W takim razie Kolega popełnia przestępstwo namawiając do wyrzucenia różnicówki i łączenia zacisku N z obudową (wszak tak właśnie łączy się w gniazdku przewód N z bolcem w uładzie z zerowaniem, czyż nie ???). Obecnie nie wykonuje się zacisku N połączonego z obudową nie dlatego że to byłby kryminał ale dlatego, że takie rozwiązanie nie działałoby w układzie 3 lub 5-cio przewodowym. Poza tym w naszej obecnej nomenklaturze na nn mamy oznaczenie PE-N a nie E-N, gdzie PE jest przewodem ochronnym a nie jakimś "uziemiającym". Jeśli nie mam racji to proszę pokazać mi normę na to co Kolega twierdzi i dopiero wtedy radzić mi żebym nie wypowiadał się w sprawie
Chyba wyraźnie napisałem, że w sieci dwuprzewodowej (starej), a nie trzyprzewodowej z PE (Potential Equalisation) na bolcu. Poza tym nie pisałem o połączeniu N z PE w falowniku, tylko połączeniu bolca (N) z PE falownika trzecim przewodem. Różnica istotna, bo chociaż w gniazdku bolec jest połączony z N, to trzeci przewód, z bolca, połączony NA STAŁE z PE falownika nie jest (nie może być) odłączany wyłącznikiem.

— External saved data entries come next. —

//! Newtype identifiers. Each carries its own string prefix - `"key_<uuid>"`,
//! `"entry_<uuid>"` - so that an id's kind is recognizable from the string
//! alone.

use serde::{Deserialize, Serialize};
use std::fmt;
use uuid::Uuid;

macro_rules! prefixed_id {
    ($name:ident, $prefix:literal) => {
        #[derive(Debug, Clone, PartialEq, Eq, Hash, PartialOrd, Ord, Serialize, Deserialize)]
        #[serde(transparent)]
        pub struct $name(String);

        impl $name {
            pub fn new() -> Self {
                Self(format!("{}_{}", $prefix, Uuid::new_v4()))
            }

            pub fn as_str(&self) -> &str {
                &self.0
            }
        }

        impl Default for $name {
            fn default() -> Self {
                Self::new()
            }
        }

        impl From<String> for $name {
            fn from(s: String) -> Self {
                Self(s)
            }
        }

        impl From<&str> for $name {
            fn from(s: &str) -> Self {
                Self(s.to_string())
            }
        }

        impl fmt::Display for $name {
            fn fmt(&self, f: &mut fmt::Formatter<'_>) -> fmt::Result {
                write!(f, "{}", self.0)
            }
        }

        impl AsRef<str> for $name {
            fn as_ref(&self) -> &str {
                &self.0
            }
        }
    };
}

prefixed_id!(TenantId, "tenant");
prefixed_id!(AgentId, "agent");
prefixed_id!(RunId, "run");
prefixed_id!(StreamId, "stream");
prefixed_id!(EventId, "evt");
prefixed_id!(ArtifactId, "artifact");
prefixed_id!(WalletId, "wallet");
prefixed_id!(SettlementId, "settlement");
prefixed_id!(RfqId, "rfq");
prefixed_id!(BidId, "bid");
prefixed_id!(AgreementId, "agreement");
prefixed_id!(DisputeId, "dispute");
prefixed_id!(DelegationId, "delegation");
prefixed_id!(KeyId, "key");
prefixed_id!(GateId, "gate");
prefixed_id!(LedgerEntryId, "entry");
prefixed_id!(VerdictId, "verdict");
prefixed_id!(AdjustmentId, "adjustment");
prefixed_id!(ProposalId, "proposal");

/// Content address of a canonicalized document: lowercase hex SHA-256.
#[derive(Debug, Clone, PartialEq, Eq, Hash, PartialOrd, Ord, Serialize, Deserialize)]
#[serde(transparent)]
pub struct ContentHash(String);

impl ContentHash {
    pub fn new(hex: impl Into<String>) -> Self {
        Self(hex.into())
    }

    pub fn as_str(&self) -> &str {
        &self.0
    }
}

impl fmt::Display for ContentHash {
    fn fmt(&self, f: &mut fmt::Formatter<'_>) -> fmt::Result {
        write!(f, "{}", self.0)
    }
}

/// An idempotency key as supplied by the caller in the `Idempotency-Key`
/// header. Opaque on our side; uniqueness is scoped to `(tenantId, key)`.
#[derive(Debug, Clone, PartialEq, Eq, Hash, Serialize, Deserialize)]
#[serde(transparent)]
pub struct IdempotencyKey(String);

impl IdempotencyKey {
    pub fn new(raw: impl Into<String>) -> Self {
        Self(raw.into())
    }

    pub fn as_str(&self) -> &str {
        &self.0
    }
}

impl fmt::Display for IdempotencyKey {
    fn fmt(&self, f: &mut fmt::Formatter<'_>) -> fmt::Result {
        write!(f, "{}", self.0)
    }
}

/// Integer cents. All ledger arithmetic is exact, checked integer math —
/// never floating point.
pub type Cents = i64;

#[cfg(test)]
mod tests {
    use super::*;

    #[test]
    fn ids_carry_their_prefix() {
        let id = RunId::new();
        assert!(id.as_str().starts_with("run_"));
    }

    #[test]
    fn ids_roundtrip_through_string() {
        let id = TenantId::from("tenant_abc");
        assert_eq!(id.as_str(), "tenant_abc");
        assert_eq!(id.to_string(), "tenant_abc");
    }
}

Co do PE przyznaję rację, zasugerowałem się E w instrukcji, tam też powinno być PE. W sieci trzyprzewodowej bolec gniazdka PE jest połączony z uziomem w najbliższym punkcie doprowadzenia sieci. Np. w domach wolnostojących z uziomem w skrzynce odbiorczej.
Różnicówka - jeżeli producenci twierdzą, że nie należy stosować standardowych różnicówek (są specjalne do falowników), to nie mam zamiaru tego kwestionować. Jak pisałem, na forum była na ten temat dyskusja.
Poza tym pierwszy raz słyszę, że do Europy można sprowadzać urządzenia, które nie odpowiadają CE. W takim razie importer popełnia przestępstwo.
Od sprawdzania dokumentów zgodności z CE są służby celne i to nie moja rola. Może kolega ma rację, ale to by źle świadczyło o ich pracy.W takim razie proszę sobie wziąć do ręki parę chińskich wyrobów i porównać ich znaki CE z europejskim wzorem CE. Różnią się bardzo nieznacznie, ale się różnią. Generalnie za to odpowiada importer do Europy, który dystrybuuje towar na teren Europy, a Chińczyk na wszystkim i tak bije to swoje "CE". Śmiem twierdzić że znaczna część chińskiej drobnicy idzie z takim właśnie "prawie" znakiem CE. Tyle że prawie robi różnicę. A jak już Kolega to sobie posprawdza, to może zawiadamiać prokuraturę.